Staunton, December 19 – Many in Moscow and the West believe that Vladimir Putin bears complete responsibility for the breakdown in relations between Russia, on the one hand, and Europe and the United States, on the other, and thus they believe that if he changes course or is replaced, a more positive partnership can be restored.
But that is a mistake, Igor Bunin and Aleksey Makarkin of the Moscow Center for Political Technologies argue, because in fact the increasing alienation between Russia and the West reflects longstanding social patterns and more recent social pathologies that will define the Russian political landscape for a long time to come (politcom.ru/18362.html).
In a 5,000-word essay, they argue that “the conflict between Russia and the West (not only the US but also Europe) was predetermined by the development of events in Russian society over the last two decades,” trends that have deeper roots than the actions of the current powers that be.

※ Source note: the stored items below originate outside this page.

//! OAuth2 device-code authentication for the Microsoft identity platform.
//!
//! Acquires bearer tokens for the Power BI API scope by POSTing to the
//! authority's `/oauth2/v2.0/devicecode` endpoint, surfacing the sign-in
//! instructions to the operator, and polling `/oauth2/v2.0/token` with the
//! device-code grant until the sign-in completes. The token is cached in
//! `TokenProvider` with expiry tracking; consumers (e.g. `PbiClient`) read
//! the cached token via `token()` and call `authenticate()` when it is
//! absent or stale.
//!
//! This module also decodes access-token claims. The signature is NOT
//! verified — the Power BI gateway is trusted to do that — so decoding is
//! a plain base64url + JSON parse of the payload segment, used only to
//! extract the `upn` (user principal name) claim.

use base64::Engine;
use serde::{Deserialize, Serialize};
use std::time::{Duration, Instant, SystemTime, UNIX_EPOCH};
use tracing::info;

use crate::error::{PbiError, Result};

/// Default authority for interactive sign-in. The `organizations` tenant
/// lets any work account authenticate; pass a tenant-specific authority to
/// restrict it.
pub const DEFAULT_AUTHORITY: &str = "https://login.microsoftonline.com/organizations";

/// Resource scope requested for every token.
pub const POWER_BI_SCOPE: &str = "https://analysis.windows.net/powerbi/api/.default";

const DEVICE_CODE_GRANT: &str = "urn:ietf:params:oauth:grant-type:device_code";

/// Safety buffer subtracted from `expires_in` to trigger refresh before
/// the token actually expires. Prevents requests from racing the expiry
/// boundary.
const EXPIRY_BUFFER_SECS: u64 = 60;

/// Form body for the device-code request.
/// Serialized as `application/x-www-form-urlencoded` by reqwest's `.form()`.
#[derive(Serialize)]
struct DeviceCodeRequest<'a> {
    client_id: &'a str,
    scope: &'a str,
}

/// Subset of the device-code response we act on. The endpoint also returns
/// `verification_uri_complete` on some tenants; unknown fields are ignored.
#[derive(Deserialize)]
struct DeviceCodeResponse {
    device_code: String,
    user_code: String,
    verification_uri: String,
    expires_in: u64,
    interval: u64,
    #[serde(default)]
    message: Option<String>,
}

/// Form body for each token poll.
#[derive(Serialize)]
struct DeviceTokenRequest<'a> {
    grant_type: &'a str,
    client_id: &'a str,
    device_code: &'a str,
}

/// Subset of the token response that we need.
/// Extra fields (e.g. `ext_expires_in`, `refresh_token`) are silently
/// ignored because the struct is not marked `deny_unknown_fields`.
#[derive(Debug, Deserialize)]
pub struct TokenResponse {
    /// The opaque bearer token sent on every API request.
    pub access_token: String,
    /// Always `"Bearer"` for this grant.
    pub token_type: String,
    /// Validity window in seconds, from acquisition.
    pub expires_in: u64,
}

/// OAuth error body returned while the sign-in is pending or has failed.
#[derive(Deserialize)]
struct TokenErrorResponse {
    error: String,
    #[serde(default)]
    error_description: Option<String>,
}

/// Claims extracted from the access token payload.
///
/// Only the claims the client consumes are modeled; the token carries many
/// more. `upn` is mandatory — a token without it is unusable for
/// attributing requests to a user and is treated as a decode failure.
#[derive(Debug, Deserialize)]
pub struct TokenClaims {
    /// User principal name — the identity the platform attributes calls to.
    pub upn: String,
    /// Expiry as a Unix timestamp, when present.
    #[serde(default)]
    pub exp: Option<i64>,
}

/// Manages device-code token acquisition and caching.
///
/// Invariants:
/// - `response` is `None` until the first successful `authenticate()` call
///   (or until seeded via `with_token`/`restore_token`).
/// - After a successful acquisition, `token()` returns `Some` until the
///   token expires (with a 60-second safety buffer), the provider is
///   invalidated, or the token is replaced by a subsequent acquisition.
/// - `acquired_at` is always `Some` when `response` is `Some`.
#[derive(Debug)]
pub struct TokenProvider {
    http: reqwest::Client,
    authority: String,
    client_id: String,
    scope: String,
    response: Option<TokenResponse>,
    acquired_at: Option<Instant>,
}

impl TokenProvider {
    /// Creates a provider with no cached token. The first `authenticate()`
    /// call runs the interactive device-code flow.
    pub fn new(authority: &str, client_id: &str, scope: &str) -> Self {
        TokenProvider {
            http: reqwest::Client::new(),
            authority: authority.trim_end_matches('/').to_string(),
            client_id: client_id.to_string(),
            scope: scope.to_string(),
            response: None,
            acquired_at: None,
        }
    }

    /// Creates a `TokenProvider` seeded with a pre-set token, bypassing the
    /// identity platform entirely. Used by tests to avoid real sign-in.
    /// The token is treated as freshly acquired (expires_in = 3600s).
    pub fn with_token(token: &str) -> Self {
        let mut provider = TokenProvider::new(DEFAULT_AUTHORITY, "", POWER_BI_SCOPE);
        provider.restore_token(token);
        provider
    }

    /// Seeds a previously saved token into the cache, keeping the
    /// authority/client configuration so that a later `authenticate()` can
    /// still run the interactive flow if the saved token proves unusable.
    ///
    /// The real remaining lifetime of a saved token is unknown; it is
    /// treated as freshly acquired and the platform's own rejection (or a
    /// claim-decode failure) is what retires it early.
    pub fn restore_token(&mut self, token: &str) {
        self.response = Some(TokenResponse {
            access_token: token.to_string(),
            token_type: "Bearer".to_string(),
            expires_in: 3600,
        });
        self.acquired_at = Some(Instant::now());
    }

    /// Runs the interactive device-code flow and caches the resulting token.
    ///
    /// Prints the sign-in instructions (verification URL + user code) to
    /// stderr, then polls the token endpoint at the server-provided
    /// interval. `authorization_pending` continues the loop; `slow_down`
    /// stretches the interval by five seconds as the protocol requires; any
    /// other OAuth error, or the device code expiring, fails the flow.
    pub async fn authenticate(&mut self) -> Result<()> {
        let url = format!("{}/oauth2/v2.0/devicecode", self.authority);
        let request = DeviceCodeRequest {
            client_id: &self.client_id,
            scope: &self.scope,
        };

        let response = self
            .http
            .post(&url)
            .form(&request)
            .send()
            .await
            .map_err(|e| auth_err("device code request failed", e))?;

        // Read the body before checking status so AADSTS diagnostics are
        // preserved in the error on failure.
        let status = response.status();
        let body = response
            .text()
            .await
            .map_err(|e| auth_err("device code response unreadable", e))?;
        if !status.is_success() {
            return Err(PbiError::Auth {
                message: format!("device code request failed ({status}): {body}"),
                source: None,
            });
        }

        let device_code: DeviceCodeResponse = serde_json::from_str(&body)
            .map_err(|e| auth_err("malformed device code response", e))?;

        // Surface the sign-in instructions. Stderr, not stdout — the driver
        // reserves stdout for entity output.
        match &device_code.message {
            Some(message) => eprintln!("{message}"),
            None => eprintln!(
                "To sign in, open {} and enter the code {}",
                device_code.verification_uri, device_code.user_code
            ),
        }

        self.poll_for_token(&device_code).await
    }

    /// Polls the token endpoint until the user completes the sign-in,
    /// bounded by the device code's own expiry window.
    async fn poll_for_token(&mut self, device_code: &DeviceCodeResponse) -> Result<()> {
        let url = format!("{}/oauth2/v2.0/token", self.authority);
        let deadline = Instant::now() + Duration::from_secs(device_code.expires_in);
        let mut interval = Duration::from_secs(device_code.interval.max(1));

        loop {
            tokio::time::sleep(interval).await;
            if Instant::now() > deadline {
                return Err(PbiError::Auth {
                    message: "device code expired before sign-in completed".to_string(),
                    source: None,
                });
            }

            let request = DeviceTokenRequest {
                grant_type: DEVICE_CODE_GRANT,
                client_id: &self.client_id,
                device_code: &device_code.device_code,
            };
            let response = self
                .http
                .post(&url)
                .form(&request)
                .send()
                .await
                .map_err(|e| auth_err("token request failed", e))?;

            let status = response.status();
            let body = response
                .text()
                .await
                .map_err(|e| auth_err("token response unreadable", e))?;

            if status.is_success() {
                let token: TokenResponse = serde_json::from_str(&body)
                    .map_err(|e| auth_err("malformed token response", e))?;
                self.acquired_at = Some(Instant::now());
                self.response = Some(token);
                info!("acquired access token via device code flow");
                return Ok(());
            }

            let error: TokenErrorResponse = serde_json::from_str(&body)
                .map_err(|e| auth_err("malformed token error response", e))?;
            match error.error.as_str() {
                "authorization_pending" => continue,
                "slow_down" => {
                    interval += Duration::from_secs(5);
                    continue;
                }
                other => {
                    return Err(PbiError::Auth {
                        message: format!(
                            "device code sign-in failed ({other}): {}",
                            error.error_description.unwrap_or_default()
                        ),
                        source: None,
                    });
                }
            }
        }
    }

    /// Returns `true` if a token exists but has exceeded its lifetime
    /// (minus the safety buffer). Returns `false` if no token is cached.
    fn is_expired(&self) -> bool {
        match (&self.response, self.acquired_at) {
            (Some(response), Some(acquired)) => {
                let lifetime = response.expires_in.saturating_sub(EXPIRY_BUFFER_SECS);
                acquired.elapsed().as_secs() >= lifetime
            }
            _ => false,
        }
    }

    /// Returns the cached access token, or `None` if no token exists
    /// or the token has expired (with a 60-second safety buffer).
    pub fn token(&self) -> Option<&str> {
        if self.is_expired() {
            return None;
        }
        self.response
            .as_ref()
            .map(|response| response.access_token.as_str())
    }

    /// Discards the cached token. The next `token()` returns `None`,
    /// forcing a fresh acquisition.
    pub fn invalidate(&mut self) {
        self.response = None;
        self.acquired_at = None;
    }
}

/// Wraps an underlying error into `PbiError::Auth`, keeping it as source.
fn auth_err(
    context: &str,
    source: impl std::error::Error + Send + Sync + 'static,
) -> PbiError {
    PbiError::Auth {
        message: format!("{context}: {source}"),
        source: Some(Box::new(source)),
    }
}

/// Decodes the claims of an access token WITHOUT verifying its signature.
///
/// The token must have the standard three-segment JWT shape; the payload
/// segment is base64url-decoded and parsed as JSON. A token that is
/// malformed, missing the `upn` claim, or carrying an `exp` in the past is
/// rejected — callers treat any of these as "this token is unusable" and
/// re-authenticate.
pub fn decode_claims(token: &str) -> Result<TokenClaims> {
    let segments: Vec<&str> = token.split('.').collect();
    if segments.len() != 3 {
        return Err(PbiError::Auth {
            message: "malformed access token: expected 3 segments".to_string(),
            source: None,
        });
    }

    let engine = base64::engine::general_purpose::URL_SAFE_NO_PAD;
    let payload = engine
        .decode(segments[1])
        .map_err(|e| auth_err("access token payload is not base64url", e))?;
    let claims: TokenClaims = serde_json::from_slice(&payload)
        .map_err(|e| auth_err("access token claims did not parse", e))?;

    if let Some(exp) = claims.exp {
        let now = SystemTime::now()
            .duration_since(UNIX_EPOCH)
            .map(|d| d.as_secs() as i64)
            .unwrap_or(0);
        if exp < now {
            return Err(PbiError::Auth {
                message: "access token is already expired".to_string(),
                source: None,
            });
        }
    }

    Ok(claims)
}
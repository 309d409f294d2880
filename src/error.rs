//! Typed error hierarchy for the pbi-beacon crate.
//!
//! `PbiError` is a closed taxonomy covering every failure the client can
//! surface. Variants map to real system boundaries, not implementation
//! details:
//!
//! - `Auth` covers the Microsoft identity platform (token acquisition and
//!   claim decoding).
//! - The classified variants (`Unauthorized`, `TokenExpired`,
//!   `EntityNotFound`, `TooManyRequests`, `InternalServer`, `Api`) are the
//!   fixed mapping from Power BI HTTP status codes; `Api` is the
//!   unclassified catch-all. None of these is ever retried by the
//!   transport loop.
//! - `Transport` wraps `reqwest::Error` for failures that never produced a
//!   classifiable status (redirect loops, DNS, TCP, TLS).
//! - `RetriesExhausted` is the terminal outcome of the timeout/backoff
//!   loop.
//! - `Json` and `UnexpectedShape` cover response bodies that are,
//!   respectively, not JSON at all and JSON of the wrong shape (a
//!   collection endpoint returning something other than an object
//!   envelope).
//!
//! Each classified variant preserves the request URL and the raw response
//! body — Power BI error responses carry diagnostic detail that
//! `error_for_status()`-style handling would discard.

use reqwest::StatusCode;

/// Unified error type for all pbi-beacon library operations.
///
/// The `#[source]`/`#[from]` attributes on inner errors enable
/// `Error::source()` chaining so callers and logging frameworks can
/// traverse the full cause chain.
#[derive(Debug, thiserror::Error)]
pub enum PbiError {
    /// Token acquisition or access-token claim decoding failed.
    ///
    /// Covers non-2xx responses from the identity platform (the `message`
    /// includes the AADSTS diagnostic body when available), transport
    /// failures reaching the token endpoint, and tokens whose claims could
    /// not be extracted.
    #[error("authentication failed: {message}")]
    Auth {
        /// Human-readable description of the failure.
        message: String,
        /// The underlying transport or parse error, if any.
        #[source]
        source: Option<Box<dyn std::error::Error + Send + Sync>>,
    },

    /// 401 — the caller lacks access to the target resource.
    #[error("unauthorized 401 for {url}: {body}")]
    Unauthorized {
        /// The request URL that was rejected.
        url: String,
        /// The raw response body.
        body: String,
    },

    /// 403 — the bearer token was rejected; the caller should
    /// re-authenticate before issuing further requests.
    #[error("token expired 403 for {url}: {body}")]
    TokenExpired {
        /// The request URL that was rejected.
        url: String,
        /// The raw response body.
        body: String,
    },

    /// 404 — the target object is absent, or the caller lacks visibility
    /// into it (Power BI does not distinguish the two).
    #[error("entity not found 404 for {url}: {body}")]
    EntityNotFound {
        /// The request URL.
        url: String,
        /// The raw response body.
        body: String,
    },

    /// 429 — rate limited.
    #[error("too many requests 429 for {url}: {body}")]
    TooManyRequests {
        /// The request URL.
        url: String,
        /// The raw response body.
        body: String,
    },

    /// 500 — server-side failure.
    #[error("internal server error 500 for {url}: {body}")]
    InternalServer {
        /// The request URL.
        url: String,
        /// The raw response body.
        body: String,
    },

    /// Any other non-success status the fixed table does not classify.
    #[error("API error {status} for {url}: {body}")]
    Api {
        /// The HTTP status code returned by the API.
        status: StatusCode,
        /// The request URL.
        url: String,
        /// The raw response body.
        body: String,
    },

    /// A transport-level failure (redirect loop, DNS resolution, TCP
    /// connection, TLS handshake). No status code is available because
    /// the request did not complete; surfaced immediately, never retried.
    #[error("request error: {0}")]
    Transport(#[from] reqwest::Error),

    /// The timeout/backoff loop ran out of attempts.
    #[error("request to {url} failed after {attempts} attempts")]
    RetriesExhausted {
        /// The request URL.
        url: String,
        /// How many attempts were made before giving up.
        attempts: u32,
    },

    /// A response body could not be decoded as JSON.
    #[error("failed to decode response body: {0}")]
    Json(#[from] serde_json::Error),

    /// A response body parsed as JSON but was not the shape the endpoint
    /// contract requires (e.g. a collection endpoint returning an array
    /// instead of the `{"value": [...]}` object envelope). Fatal to the
    /// calling fetch; the target collection is left unmodified.
    #[error("unexpected response shape from {url}: expected {expected}")]
    UnexpectedShape {
        /// The request URL.
        url: String,
        /// Description of the shape the contract requires.
        expected: &'static str,
    },
}

/// Convenience alias used throughout the library.
pub type Result<T> = std::result::Result<T, PbiError>;

impl PbiError {
    /// Maps a non-success HTTP status to its classified variant.
    ///
    /// The table is fixed: 401, 403, 404, 429 and 500 each have a named
    /// variant; everything else becomes the generic `Api` error. 200/201/202
    /// are the success statuses and are handled before classification.
    pub fn from_status(status: StatusCode, url: &str, body: String) -> Self {
        let url = url.to_string();
        match status.as_u16() {
            401 => PbiError::Unauthorized { url, body },
            403 => PbiError::TokenExpired { url, body },
            404 => PbiError::EntityNotFound { url, body },
            429 => PbiError::TooManyRequests { url, body },
            500 => PbiError::InternalServer { url, body },
            _ => PbiError::Api { status, url, body },
        }
    }
}
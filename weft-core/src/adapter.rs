//! Per-carried-type adapter entries.
//!
//! The deferred-with-value pipeline must await a value of a type that is not
//! known until the return type is inspected. For each distinct carried type
//! `T` the dispatcher therefore needs a concretely-typed entry point; the
//! monomorphized pipeline is synthesized once and memoized here.

use crate::interceptor::Interceptor;
use crate::invocation::Invocation;
use crate::shape::CarriedType;
use crate::value::{DeferredFuture, ErasedValue};
use std::any::TypeId;
use std::collections::HashMap;
use std::sync::{Arc, RwLock};

/// A callable specialized to one carried value type: awaits the proceed
/// call's deferred value, runs the after hook on the resolved value, and
/// yields the (possibly replaced) result as a new deferred value.
pub type Adapter =
    Arc<dyn Fn(Arc<dyn Interceptor>, Invocation) -> DeferredFuture<ErasedValue> + Send + Sync>;

/// Process-wide cache of adapter entries keyed by carried value type.
///
/// Get-or-add semantics: synthesis runs outside the write lock, so concurrent
/// first-time requests for the same type may synthesize redundantly, but
/// exactly one entry is retained and reused as the source of truth. Entries
/// are never evicted.
#[derive(Default)]
pub struct AdapterCache {
    entries: RwLock<HashMap<TypeId, Adapter>>,
}

impl AdapterCache {
    /// Create an empty cache.
    pub fn new() -> Self {
        Self::default()
    }

    /// Fetch the adapter for `carried`, synthesizing on first encounter.
    pub fn get(&self, carried: &CarriedType) -> Adapter {
        if let Some(adapter) = self
            .entries
            .read()
            .expect("adapter cache poisoned")
            .get(&carried.id())
        {
            return Arc::clone(adapter);
        }
        let fresh = carried.synthesize();
        let mut entries = self.entries.write().expect("adapter cache poisoned");
        Arc::clone(entries.entry(carried.id()).or_insert(fresh))
    }

    /// Number of synthesized adapters.
    pub fn len(&self) -> usize {
        self.entries.read().expect("adapter cache poisoned").len()
    }

    /// Whether no adapter has been synthesized yet.
    pub fn is_empty(&self) -> bool {
        self.len() == 0
    }
}
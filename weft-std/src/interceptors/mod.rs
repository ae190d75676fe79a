//! Ready-made interceptors: call logging, call tracing, and timing.

mod logging;
mod timing;
mod trace;

pub use logging::CallLoggingInterceptor;
pub use timing::{STARTED_AT_KEY, TimingInterceptor};
pub use trace::CallTraceInterceptor;
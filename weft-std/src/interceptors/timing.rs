//! Call timing via hook state.

use std::time::Instant;
use weft_core::{BoxError, ErasedValue, HookState, Interceptor, Invocation, ReturnValue};

/// Hook-state key under which the start instant is stored.
pub const STARTED_AT_KEY: &str = "weft.timing.started_at";

/// An interceptor that measures how long each intercepted call takes.
///
/// The before hook records a start instant in the call-scoped [`HookState`]
/// and proceeds; the after hook takes the instant back out and logs the
/// elapsed time. Because hook state is created fresh per invocation, timings
/// never leak between calls.
#[derive(Clone, Copy, Debug, Default)]
pub struct TimingInterceptor;

impl Interceptor for TimingInterceptor {
    fn before_invoke(
        &self,
        invocation: &mut Invocation,
        state: &mut HookState,
    ) -> Result<ReturnValue, BoxError> {
        state.insert(STARTED_AT_KEY, Instant::now());
        invocation.proceed()
    }

    fn after_invoke(
        &self,
        invocation: &Invocation,
        response: Option<ErasedValue>,
        state: &mut HookState,
    ) -> Result<Option<ErasedValue>, BoxError> {
        if let Some(started_at) = state.take::<Instant>(STARTED_AT_KEY) {
            tracing::info!(
                signature = %invocation.signature(),
                elapsed_us = started_at.elapsed().as_micros() as u64,
                "call timed"
            );
        }
        Ok(response)
    }
}

#[cfg(test)]
mod tests {
    use super::*;
    use weft_core::ReturnType;

    fn develop() -> Invocation {
        Invocation::builder("develop", ReturnType::of::<()>())
            .build(|| Ok(ReturnValue::sync(())))
    }

    #[test]
    fn before_records_a_start_instant() {
        let interceptor = TimingInterceptor;
        let mut invocation = develop();
        let mut state = HookState::new();

        interceptor
            .before_invoke(&mut invocation, &mut state)
            .unwrap();
        assert!(state.get::<Instant>(STARTED_AT_KEY).is_some());
    }

    #[test]
    fn after_consumes_the_marker() {
        let interceptor = TimingInterceptor;
        let mut invocation = develop();
        let mut state = HookState::new();

        let raw = interceptor
            .before_invoke(&mut invocation, &mut state)
            .unwrap();
        let value = match raw {
            ReturnValue::Sync(value) => value,
            other => panic!("unexpected shape: {:?}", other.kind()),
        };
        let response = interceptor
            .after_invoke(&invocation, Some(value), &mut state)
            .unwrap();
        assert!(response.is_some());
        assert!(!state.contains_key(STARTED_AT_KEY));
    }

    #[test]
    fn after_without_marker_is_harmless() {
        let interceptor = TimingInterceptor;
        let invocation = develop();
        let mut state = HookState::new();

        let response = interceptor.after_invoke(&invocation, None, &mut state).unwrap();
        assert!(response.is_none());
    }
}
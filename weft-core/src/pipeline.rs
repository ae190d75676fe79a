//! Shape-aware hook sequencing around the proceed call.
//!
//! One pipeline function per shape. Each creates the call-scoped
//! [`HookState`], runs the before hook, checks that the hook honored the
//! shape contract, and runs the after hook. For the deferred shapes the whole
//! sequence lives inside the returned future, so hook failures surface
//! through the future rather than synchronously.

use crate::adapter::Adapter;
use crate::error::{BoxError, InterceptError};
use crate::interceptor::Interceptor;
use crate::invocation::Invocation;
use crate::shape::ShapeKind;
use crate::state::HookState;
use crate::value::{DeferredFuture, ErasedValue, ReturnValue};
use std::any::{Any, type_name};
use std::sync::Arc;

pub(crate) fn run_sync(
    interceptor: &dyn Interceptor,
    mut invocation: Invocation,
) -> Result<ReturnValue, InterceptError> {
    let method = invocation.method().name();
    let mut state = HookState::new();

    let raw = interceptor
        .before_invoke(&mut invocation, &mut state)
        .map_err(|source| InterceptError::Before { method, source })?;
    let value = match raw {
        ReturnValue::Sync(value) => value,
        other => {
            return Err(InterceptError::ShapeMismatch {
                method,
                expected: ShapeKind::Sync,
                actual: other.kind(),
            });
        }
    };

    let response = interceptor
        .after_invoke(&invocation, Some(value), &mut state)
        .map_err(|source| InterceptError::After { method, source })?;
    let response = response.ok_or(InterceptError::MissingResult { method })?;
    Ok(ReturnValue::Sync(response))
}

pub(crate) async fn run_deferred(
    interceptor: Arc<dyn Interceptor>,
    mut invocation: Invocation,
) -> Result<(), BoxError> {
    let method = invocation.method().name();
    let mut state = HookState::new();

    let raw = interceptor
        .before_invoke(&mut invocation, &mut state)
        .map_err(|source| InterceptError::Before { method, source })?;
    let future = match raw {
        ReturnValue::Deferred(future) => future,
        other => {
            return Err(InterceptError::ShapeMismatch {
                method,
                expected: ShapeKind::DeferredVoid,
                actual: other.kind(),
            }
            .into());
        }
    };

    // A failed unit of work propagates unchanged; the after hook never sees
    // a fabricated result.
    future.await?;

    // This shape has no result slot, so the after hook's return is discarded.
    interceptor
        .after_invoke(&invocation, None, &mut state)
        .map_err(|source| InterceptError::After { method, source })?;
    Ok(())
}

pub(crate) async fn run_deferred_value<T: Any + Send>(
    interceptor: Arc<dyn Interceptor>,
    mut invocation: Invocation,
) -> Result<ErasedValue, BoxError> {
    let method = invocation.method().name();
    let mut state = HookState::new();

    let raw = interceptor
        .before_invoke(&mut invocation, &mut state)
        .map_err(|source| InterceptError::Before { method, source })?;
    let future = match raw {
        ReturnValue::DeferredValue(future) => future,
        other => {
            return Err(InterceptError::ShapeMismatch {
                method,
                expected: ShapeKind::DeferredValue,
                actual: other.kind(),
            }
            .into());
        }
    };

    let resolved = future.await?;
    let resolved = resolved
        .downcast::<T>()
        .map_err(|_| InterceptError::CastFailed {
            method,
            expected: type_name::<T>(),
        })?;
    let resolved: ErasedValue = resolved;

    let response = interceptor
        .after_invoke(&invocation, Some(resolved), &mut state)
        .map_err(|source| InterceptError::After { method, source })?;
    let response = response.ok_or(InterceptError::MissingResult { method })?;
    // The replacement must still be a T; a bad cast surfaces here, at the
    // point of substitution.
    let response = response
        .downcast::<T>()
        .map_err(|_| InterceptError::CastFailed {
            method,
            expected: type_name::<T>(),
        })?;
    let response: ErasedValue = response;
    Ok(response)
}

/// Synthesize the adapter entry for carried type `T`.
///
/// Each monomorphization is the concretely-typed deferred-with-value
/// pipeline; the [`AdapterCache`](crate::AdapterCache) memoizes one per
/// distinct `T`.
pub(crate) fn synthesize<T: Any + Send>() -> Adapter {
    Arc::new(|interceptor, invocation| -> DeferredFuture<ErasedValue> {
        Box::pin(run_deferred_value::<T>(interceptor, invocation))
    })
}
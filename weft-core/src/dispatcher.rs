//! The per-call dispatch entry point.

use crate::adapter::AdapterCache;
use crate::classify::ShapeCache;
use crate::error::InterceptError;
use crate::interceptor::Interceptor;
use crate::invocation::Invocation;
use crate::pipeline;
use crate::shape::Shape;
use crate::value::ReturnValue;
use std::sync::Arc;

/// Routes each intercepted call through the shape-appropriate hook pipeline.
///
/// The dispatcher performs no thread creation and is stateless across calls
/// apart from its two shared caches. Construct one at startup and share it
/// across call sites; a test can construct a fresh dispatcher with empty
/// caches.
#[derive(Default)]
pub struct Dispatcher {
    shapes: ShapeCache,
    adapters: AdapterCache,
}

impl Dispatcher {
    /// Create a dispatcher with empty caches.
    pub fn new() -> Self {
        Self::default()
    }

    /// The classification cache.
    pub fn shapes(&self) -> &ShapeCache {
        &self.shapes
    }

    /// The adapter cache.
    pub fn adapters(&self) -> &AdapterCache {
        &self.adapters
    }

    /// Dispatch one intercepted call through `interceptor`'s hooks.
    ///
    /// The synchronous shape runs to completion before this returns. The
    /// deferred shapes return immediately with a [`ReturnValue`] wrapping the
    /// pipeline's future; the caller decides whether and when to await it,
    /// and hook failures on those paths surface through that future.
    pub fn dispatch(
        &self,
        interceptor: Arc<dyn Interceptor>,
        invocation: Invocation,
    ) -> Result<ReturnValue, InterceptError> {
        match self.shapes.classify(invocation.method().return_type()) {
            Shape::Sync => pipeline::run_sync(interceptor.as_ref(), invocation),
            Shape::DeferredVoid => Ok(ReturnValue::Deferred(Box::pin(pipeline::run_deferred(
                interceptor,
                invocation,
            )))),
            Shape::DeferredValue(carried) => {
                let adapter = self.adapters.get(&carried);
                Ok(ReturnValue::DeferredValue(adapter(interceptor, invocation)))
            }
        }
    }
}
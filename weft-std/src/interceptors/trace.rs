//! Call tracing with formatted signatures.

use weft_core::{BoxError, ErasedValue, HookState, Interceptor, Invocation, ReturnValue};

/// An interceptor that logs the formatted signature of each completed call.
///
/// Uses the default before hook, so the real method always runs; the trace
/// line is emitted from the after hook, once the result (for deferred shapes,
/// the resolved result) is available.
#[derive(Clone, Copy, Debug, Default)]
pub struct CallTraceInterceptor;

impl Interceptor for CallTraceInterceptor {
    fn after_invoke(
        &self,
        invocation: &Invocation,
        response: Option<ErasedValue>,
        _state: &mut HookState,
    ) -> Result<Option<ErasedValue>, BoxError> {
        tracing::info!(
            signature = %invocation.signature(),
            returned = response.is_some(),
            "call completed"
        );
        Ok(response)
    }
}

The two analysts point to four. The first trend “consists not simply in the sense of Russians of the self-sufficiency of their own country but also in the sense that Russia is called to be ‘a center of the world’ and a leading power of the planet,” a status they overwhelmingly feel was violated by the events of 1991.
The second trend was a turn to the past. “For Russians,” Bunin and Makarkin say, “the greatness of the country is its history, one in which all its wars are just and the state plays the decisive role,” a sense heightened by the inevitable comparisons between this glorious past and the somewhat less glorious present.
That look backwards does not mean that most Russians want a return to the USSR “in a pure form” but rather that they want a combination of a powerful state with a strong system of social supports and various personal freedoms (although these are understood differently than in the West), the lack of communist ideology, and some opportunities for small business.
The third trend the two point two concerns control of territory. “The loss of even a small portion of it generates among Russians not simply regret but stronger negative feelings,” a pattern they suggest is connected with a history in which “Russia was distinguished by its own religious identity from ‘enemy neighbors’ in the East and West.”
In Europe, up to the Reformation, “the loss of part of the territory [of one or another state] represented a specific foreign policy defeat but not a spiritual catastrophe” because it did not call into question religious issues. But for Russia to give up territory to the Catholics or Muslims meant something more, they write, and it does once again.
Russian feelings about the sale of Alaska to the United States are the exception that proves the rule. On the one hand, because there were so few Russian Orthodox there, Russia wasn’t losing them. And on the other, some Russians still feel that the whole matter was a betrayal and want Alaska back.
And the fourth tendency is “the conspirological approach to various processes in politics and economics,” an approach which sees conspiracies behind everything and one that affects not only the population as a whole but the elite as well and has given rise to contempt for expertise even as it is promoted by the mass media.
What these factors mean, Bunin and Makarkin say is that “the anti-Western attitudes in contemporary Russian society” are likely to be long-lasting rather that something that will fade if the Ukrainian crisis is resolved or if oil prices and the ruble exchange rate return to where they were a year ago.
The idealization of the West which preceded the collapse of the USSR, they suggest, has been reversed and won’t return anytime soon if ever. The West’s actions against Serbia started that process, and it has only intensified, with Russians sharing Putin’s view that annexing Crimea was an act of historical justice in the post-Yugoslav world.
But this commonality of views between Putin and the Russian population is not as all-embracing as many think. Russians do support the Kremlin leader when he seeks to restore Russian power, but they do not support him or his regime when he or it moves against socially-popular programs, something Moscow may increasingly be forced to do.
Under current conditions, Bunin and Makarkin say, “the authorities have no indulgence” from the population for decisions which have “a negative impact on the well-being of the population.” But Putin has one advantage arising from another long-standing traditions: When the tsar and the boyars fight, the population “usually prefers the former.”
That is all the more so now, they continue, because of the ways in which the elites have acted, and Putin thus faces less pressure from these elites than many think because they are unable to attract widespread popular support.
Obviously, Putin and his actions matter. Until 2008, Putin tried to adapt himself to the West in the hopes of a partnership. But then disappointment set in with the West’s opposition to his third term and to his invasion of Georgia, and since that time, he has promoted rather than restrained these underlying Russian tendencies, especially after the elite protests of 2011-2012.
But even then up until February 2014, Putin continued to view the West “as a non-optimal partner but a partner nonetheless with whom it would be possible to achieve informal ‘gentlemen’s’ agreements on the basis of compromise.” But Yanukovich’s exit from Kyiv under pressure from the Maidan ended that by casting doubt on Russia’s influence there.
“The value of the relations with the West that he had established fell practically to zero,” Bunin and Makarkin say, and the notion that Moscow should make any further concessions to the West became anathema. For Putin and for many other Russians as well, “political freedoms, a market economy and the openness of the country are not values which take precedence over the historical unity of a great country.”